ASC 740 reporting requires a two - step analysis to determine the reportability of UTPs, such as transfer - pricing determinations. Many taxpayers have addressed the application of ASC 740 in a manner that entails an expectation that penalties will not be imposed due to the existence of documentation and that the company will pursue litigation as far as necessary to secure an expected favorable outcome. This approach produces no or low tax reserves, which in the eyes of shareholders may be too little information about the taxpayer's internal risk analysis of material tax exposures.

Current issues for improved transfer pricing compliance

In light of the significant improvement in IRS transfer - pricing enforcement outcomes and its express intention to impose more penalties, taxpayers are encouraged to upgrade their transfer - pricing compliance and update their documentation for any creeping changes to functions, risks, and intangibles.

The IRS's 2020 FAQs on transfer - pricing documentation elaborate on areas where transfer - pricing documentation may be deficient and ways to improve. First, rather than rejecting a comparable uncontrolled price (CUP) method for lack of data, the IRS expects the taxpayer to describe why such comparable transactions do not exist (Q&A 4). Second, the IRS expects a full description of general business risks of the intercompany transaction and how these risks are allocated among the controlled participants (Q&A 5).

Finally, the IRS expects to see how profits are allocated among the related parties, the origin of any excess returns, and which controlled party is entitled to these returns, based on how and where value is created (Q&As 4 and 5). The IRS notes that value creation is both relative to an industry in which a company operates and company - specific , depending on a company's unique facts.

Practitioners with industry experience should assist a taxpayer with describing its unique value creation process and industry circumstances (e.g., COVID - 19 - based operational challenges and changes) in the taxpayer's transfer - pricing documentation to mitigate risk of IRS challenge to selection of the best transfer - pricing method and independent comparables used, among other factors.

In addition to enforcement, the IRS is committed to working with taxpayers to prevent costly, protracted disputes. Taxpayers that want to proactively manage their transfer - pricing exposure can use the information developed through the reevaluation to determine whether an APA or an ICAP could reduce their global transfer - pricing risk.

An APA is a voluntary process whereby a multinational enterprise (MNE) files a request that sets out relevant facts, background materials, and economic analyses for the proposed covered transactions. Following the request, the tax authorities issue information requests to supplement the submitted materials, followed by meetings and negotiations with the MNE. The process can be long and labor - intensive , often lasting between 1½ to two years in the case of a unilateral APA, with an additional two years required for bilateral or multilateral negotiations between the IRS and foreign tax administrations. The process can be expensive; the user fee for an original APA is currently $113,500, with adviser fees to prepare the submission, respond to information requests, and attend meetings.
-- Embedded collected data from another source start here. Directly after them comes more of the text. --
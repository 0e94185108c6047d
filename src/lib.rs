//! Quality Cycle — autonomous AI quality-monitoring and optimization
//! orchestrator for a multi-provider LLM serving layer.
//!
//! Exposes every component (C1-C8) for use by the `quality-cycle` binary
//! and by integration tests. See `SPEC_FULL.md` for the component map.

pub mod alerts;
pub mod api;
pub mod config;
pub mod deploy;
pub mod error;
pub mod learning;
pub mod middleware;
pub mod models;
pub mod monitor;
pub mod optimize;
pub mod orchestrator;
pub mod scoring;
pub mod trace_client;

pub use orchestrator::AppState;
//! Tiered threshold crossing with hysteresis (spec §4.3).
//!
//! Grounded on `route_quality/mitigation.rs`'s `CircuitBreaker`: a small
//! per-key state machine (closed/open analogue) driven by consecutive
//! counters rather than instantaneous comparisons, to avoid flapping.

use crate::config::Config;
use crate::models::Severity;

#[derive(Debug, Clone, Copy, PartialEq, Eq)]
pub enum Tier {
    Critical,
    Warning,
    Target,
    Excellent,
}

impl Tier {
    fn severity(self) -> Severity {
        match self {
            Tier::Critical => Severity::Critical,
            Tier::Warning => Severity::High,
            Tier::Target => Severity::Medium,
            Tier::Excellent => Severity::Low,
        }
    }
}

#[derive(Debug, Clone, Copy, Default)]
struct TierState {
    breached: bool,
    consecutive_below: usize,
    consecutive_clear: usize,
}

/// Result of evaluating one fresh mean/slope/stdev triple against a
/// window's threshold state.
#[derive(Debug, Clone, Copy)]
pub struct ThresholdEvent {
    pub severity: Severity,
    pub measured_value: f64,
    pub threshold: f64,
    pub kind: ThresholdEventKind,
}

#[derive(Debug, Clone, Copy, PartialEq, Eq)]
pub enum ThresholdEventKind {
    ThresholdBreach,
    TrendDown,
    VarianceHigh,
}

/// Per-(model, spectrum) hysteresis tracker over the four configured
/// tiers. Owned by the Quality Monitor, one instance per window.
pub struct ThresholdTracker {
    tiers: [(Tier, f64); 4],
    trip_k: usize,
    clear_k: usize,
    trend_down_slope: f64,
    trend_down_mean_cap: f64,
    variance_high_stdev: f64,
    state: [TierState; 4],
}

impl ThresholdTracker {
    pub fn new(config: &Config) -> Self {
        Self {
            tiers: [
                (Tier::Critical, config.threshold_critical),
                (Tier::Warning, config.threshold_warning),
                (Tier::Target, config.threshold_target),
                (Tier::Excellent, config.threshold_excellent),
            ],
            trip_k: config.threshold_trip_k.max(1),
            clear_k: config.threshold_clear_k.max(1),
            trend_down_slope: config.trend_down_slope,
            trend_down_mean_cap: config.trend_down_mean_cap,
            variance_high_stdev: config.variance_high_stdev,
            state: [TierState::default(); 4],
        }
    }

    /// Feeds one fresh window statistic snapshot, returning any events
    /// triggered. A tier only re-fires `ThresholdBreach` on the clear→breach
    /// transition, not on every sample while still breached.
    pub fn evaluate(&mut self, mean: f64, slope: f64, stdev: f64) -> Vec<ThresholdEvent> {
        let mut events = Vec::new();

        for (i, (tier, threshold)) in self.tiers.into_iter().enumerate() {
            let s = &mut self.state[i];
            if s.breached {
                if mean > threshold + 0.02 {
                    s.consecutive_clear += 1;
                    s.consecutive_below = 0;
                    if s.consecutive_clear >= self.clear_k {
                        s.breached = false;
                        s.consecutive_clear = 0;
                    }
                } else {
                    s.consecutive_clear = 0;
                }
            } else if mean < threshold {
                s.consecutive_below += 1;
                s.consecutive_clear = 0;
                if s.consecutive_below >= self.trip_k {
                    s.breached = true;
                    s.consecutive_below = 0;
                    events.push(ThresholdEvent {
                        severity: tier.severity(),
                        measured_value: mean,
                        threshold,
                        kind: ThresholdEventKind::ThresholdBreach,
                    });
                }
            } else {
                s.consecutive_below = 0;
            }
        }

        if slope < self.trend_down_slope && mean < self.trend_down_mean_cap {
            events.push(ThresholdEvent {
                severity: Severity::High,
                measured_value: slope,
                threshold: self.trend_down_slope,
                kind: ThresholdEventKind::TrendDown,
            });
        }

        if stdev > self.variance_high_stdev {
            events.push(ThresholdEvent {
                severity: Severity::Medium,
                measured_value: stdev,
                threshold: self.variance_high_stdev,
                kind: ThresholdEventKind::VarianceHigh,
            });
        }

        events
    }
}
At the end of the process, the MNE and the involved governments execute a binding agreement setting out the covered transactions, transfer - pricing method, agreement duration, and other relevant terms. As long as the MNE adheres to the terms, the covered transactions will not be adjusted. An APA eliminates the need to prepare documentation studies on the covered transactions; reduces customs exposure; and, in the case of a bilateral APA, eliminates the possibility of double tax on the covered transactions.

ICAP is a voluntary process that differs from an APA in several respects. An ICAP submission is generally limited to information an MNE should already possess, such as transfer - pricing studies and country - by - country reporting data. The process is expected to take 24 to 28 weeks following submission of the requested information, but the timeframe varies depending on the complexity of the transactions and number of countries involved.

ICAP can cover several transactions and countries; most APAs cover only two countries. ICAP requires no user fee, while APAs require substantial filing fees. APAs can cover several years prospectively and can be rolled back to filed years; ICAP generally covers only two filed years and, under certain conditions, can be rolled forward an additional two years. ICAP can provide an MNE with "assurance" that participating tax administrations do not anticipate further review of the covered risks for a defined period; an APA provides enforceable certainty.

Penalties more likely

Changes made by the IRS in the selection, development, and litigation strategy of transfer - pricing issues have improved IRS outcomes in transfer - pricing litigation. The improved litigation outcomes strengthen the IRS's position in transfer - pricing examinations. Further, the IRS expects to increase its assertion of penalties in transfer - pricing cases, even where the taxpayer has documentation. The combination of these changes encourages taxpayers to upgrade and update their global transfer - pricing compliance efforts and use any information developed through that process to determine whether a proactive approach such as an APA or ICAP could reduce their global transfer - pricing exposure.

Editor Notes

Greg A. Fairbanks, J.D., LL.M., is a tax managing director with Grant Thornton LLP in Washington, D.C. For additional information about these items, contact Fairbanks at greg.fairbanks@us.gt.com. Contributors are members of or associated with Grant Thornton LLP.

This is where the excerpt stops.